Beneath this task are records; print exactly the stretch of them from the line with "let mut logger" through the line with "pub fn shutdown()", both ends included.

**SUPPLIED INFORMATION:**
--
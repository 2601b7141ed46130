//! Logging for dispatch libraries
//!
//! Re-exports the `liblogger` macros so libraries built on cannoli_core share
//! one logging setup with the bridge.

pub use liblogger::{log_debug, log_error, log_info, log_warn, LogConfig, Logger};

/// Environment variable naming the configuration file to read.
pub const CONFIG_ENV: &str = "CANNOLI_BRIDGE_CONFIG";

/// Default configuration file, looked up in the working directory.
pub const DEFAULT_CONFIG_FILE: &str = "app_config.toml";

/// Path of the configuration file: `$CANNOLI_BRIDGE_CONFIG`, else
/// `app_config.toml`. The boolean is true when it came from the environment.
pub fn config_path() -> (String, bool) {
    match std::env::var(CONFIG_ENV) {
        Ok(path) if !path.is_empty() => (path, true),
        _ => (DEFAULT_CONFIG_FILE.to_string(), false),
    }
}

/// Initialize the logger for a dispatch library.
///
/// Reads the `[logging]` section of the configuration file. A missing
/// default file keeps stderr logging; an unreadable or invalid explicit one
/// is reported and also falls back to stderr.
pub fn init_logger(library_name: &str) -> Result<(), String> {
    let (path, explicit) = config_path();
    if !explicit && !std::path::Path::new(&path).exists() {
        return Logger::init_with_config(LogConfig::default());
    }

    match Logger::init_with_config_file(&path) {
        Ok(()) => Ok(()),
        Err(e) => {
            Logger::init_with_config(LogConfig::default())?;
            log_warn!(&format!("[{}] error initializing logger from config: {}", library_name, e));
            Ok(())
        }
    }
}
/// Declare the C entry points of a dispatch library.
///
/// `$route` is any `fn(&Request) -> Response`. The macro generates:
///
/// * `cannoli_dispatch`, taking the eight host handles and returning a
///   `malloc`-owned string (empty to abstain);
/// * `cannoli_free`, releasing a string returned by `cannoli_dispatch`;
/// * `cannoli_library_name`, a static, NUL-terminated name.
///
/// A panic in `$route` is logged and reported as `STATUS:500:...`.
#[macro_export]
macro_rules! declare_dispatch {
    ($name:literal, $route:path) => {
        /// # Safety
        /// Every argument must be NULL or a live host value for the duration
        /// of the call.
        #[no_mangle]
        pub unsafe extern "C" fn cannoli_dispatch(
            method: $crate::HostValue,
            path: $crate::HostValue,
            path_info: $crate::HostValue,
            query_string: $crate::HostValue,
            body: $crate::HostValue,
            headers: $crate::HostValue,
            remote_addr: $crate::HostValue,
            content_type: $crate::HostValue,
        ) -> *mut ::std::os::raw::c_char {
            let host = $crate::HostRequest {
                method,
                path,
                path_info,
                query_string,
                body,
                headers,
                remote_addr,
                content_type,
            };

            let outcome = ::std::panic::catch_unwind(::std::panic::AssertUnwindSafe(|| {
                let request = $crate::Request::from_host(&host);
                $route(&request)
            }));

            match outcome {
                Ok(response) => response.into_c_string(),
                Err(_) => {
                    $crate::log_error!(&format!("[{}] route panicked", $name));
                    $crate::Response::internal_error(concat!($name, " panicked")).into_c_string()
                }
            }
        }

        /// # Safety
        /// `ptr` must be NULL or a string returned by `cannoli_dispatch`.
        #[no_mangle]
        pub unsafe extern "C" fn cannoli_free(ptr: *mut ::std::os::raw::c_char) {
            $crate::c_string::free_c_string(ptr)
        }

        #[no_mangle]
        pub extern "C" fn cannoli_library_name() -> *const ::std::os::raw::c_char {
            concat!($name, "\0").as_ptr() as *const ::std::os::raw::c_char
        }
    };
}
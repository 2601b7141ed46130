/*
 * Logger implementation module
 *
 * A process-wide logger behind a OnceCell. It is usable before
 * initialization (Info and above go to stderr) so that code running inside
 * a host process never loses diagnostics, and it can be re-initialized when
 * the host reloads configuration.
 */

use chrono::Utc;
use once_cell::sync::OnceCell;
use std::io::{self, Write};
use std::path::Path;
use std::sync::Mutex;

use crate::config::{LogConfig, LogLevel};
use crate::outputs::{create_log_output, LogOutput, LogRecord};

static LOGGER_INSTANCE: OnceCell<Mutex<LoggerInner>> = OnceCell::new();

struct LoggerInner {
    config: LogConfig,
    output: Option<Box<dyn LogOutput>>,
}

impl LoggerInner {
    fn new() -> Self {
        LoggerInner {
            config: LogConfig::default(),
            output: None,
        }
    }

    fn init_with_config(&mut self, config: LogConfig) -> Result<(), String> {
        let output = create_log_output(&config)?;
        if let Some(mut previous) = self.output.replace(output) {
            let _ = previous.flush();
        }
        self.config = config;
        Ok(())
    }

    fn log(&mut self, level: LogLevel, message: &str, context: Option<&str>, file: &str, line: u32, module: &str) {
        if level < self.config.threshold {
            return;
        }

        let timestamp = Utc::now().format("%Y-%m-%dT%H:%M:%SZ").to_string();
        let record = LogRecord {
            timestamp: &timestamp,
            level,
            message,
            context,
            file,
            line,
            module,
        };
        let formatted = record.render(self.config.format);

        match self.output {
            Some(ref mut output) => {
                if let Err(e) = output.write_log(&formatted) {
                    let _ = writeln!(io::stderr(), "Failed to write log: {}", e);
                    let _ = writeln!(io::stderr(), "{}", formatted);
                }
            }
            None => {
                let _ = writeln!(io::stderr(), "{}", formatted);
            }
        }
    }

    fn flush(&mut self) -> Result<(), String> {
        match self.output {
            Some(ref mut output) => output.flush(),
            None => Ok(()),
        }
    }
}

fn instance() -> &'static Mutex<LoggerInner> {
    LOGGER_INSTANCE.get_or_init(|| Mutex::new(LoggerInner::new()))
}

pub struct Logger;

impl Logger {
    /// Initialize the logger with default configuration file "app_config.toml"
    pub fn init() {
        if Self::init_with_config_file("app_config.toml").is_err() {
            let _ = Self::init_with_config(LogConfig::default());
        }
    }

    /// Initialize the logger with a specific configuration file
    pub fn init_with_config_file(config_path: &str) -> Result<(), String> {
        let config = LogConfig::from_file(config_path)?;
        Self::init_with_config(config)
    }

    /// Initialize (or re-initialize) the logger with a LogConfig struct
    pub fn init_with_config(config: LogConfig) -> Result<(), String> {
        let mut guard = match instance().lock() {
            Ok(guard) => guard,
            Err(poisoned) => poisoned.into_inner(),
        };
        guard.init_with_config(config)
    }

    /// Log a debug message
    pub fn debug(message: &str, context: Option<String>, file: &'static str, line: u32, module: &'static str) {
        Self::log_with_metadata(LogLevel::Debug, message, context, file, line, module)
    }

    /// Log an info message
    pub fn info(message: &str, context: Option<String>, file: &'static str, line: u32, module: &'static str) {
        Self::log_with_metadata(LogLevel::Info, message, context, file, line, module)
    }

    /// Log a warning message
    pub fn warn(message: &str, context: Option<String>, file: &'static str, line: u32, module: &'static str) {
        Self::log_with_metadata(LogLevel::Warn, message, context, file, line, module)
    }

    /// Log an error message
    pub fn error(message: &str, context: Option<String>, file: &'static str, line: u32, module: &'static str) {
        Self::log_with_metadata(LogLevel::Error, message, context, file, line, module)
    }

    /// Current minimum level.
    pub fn threshold() -> LogLevel {
        match instance().lock() {
            Ok(guard) => guard.config.threshold,
            Err(poisoned) => poisoned.into_inner().config.threshold,
        }
    }

    fn log_with_metadata(level: LogLevel, message: &str, context: Option<String>, file: &str, line: u32, module: &str) {
        // Extract just the filename from the path
        let file_name = Path::new(file)
            .file_name()
            .and_then(|n| n.to_str())
            .unwrap_or(file);

        match instance().lock() {
            Ok(mut logger) => logger.log(level, message, context.as_deref(), file_name, line, module),
            Err(poisoned) => {
                let mut logger = poisoned.into_inner();
                logger.log(level, message, context.as_deref(), file_name, line, module);
            }
        }
    }

    /// Flush any buffered output. Safe to call more than once.
    pub fn shutdown() -> Result<(), String> {
        match LOGGER_INSTANCE.get() {
            Some(logger) => match logger.lock() {
                Ok(mut guard) => guard.flush(),
                Err(poisoned) => poisoned.into_inner().flush(),
            },
            None => Ok(()),
        }
    }
}
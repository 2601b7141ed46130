pub mod bridge;
pub mod config;
pub mod context;
pub mod dispatch;
pub mod error;
pub mod ffi;
pub mod interpreter;
pub mod registry;

pub use bridge::{bridge, Bridge, LifecycleState};
pub use config::{BridgeConfig, InterpreterConfig};
pub use context::SharedMap;
pub use error::BridgeError;
pub use interpreter::Interpreter;
pub use registry::Registry;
--
**OUTPUT FOR THIS EXERCISE:**
                let mut logger = poisoned.into_inner();
                logger.log(level, message, context.as_deref(), file_name, line, module);
            }
        }
    }

    /// Flush any buffered output. Safe to call more than once.
    pub fn shutdown() -> Result<(), String> {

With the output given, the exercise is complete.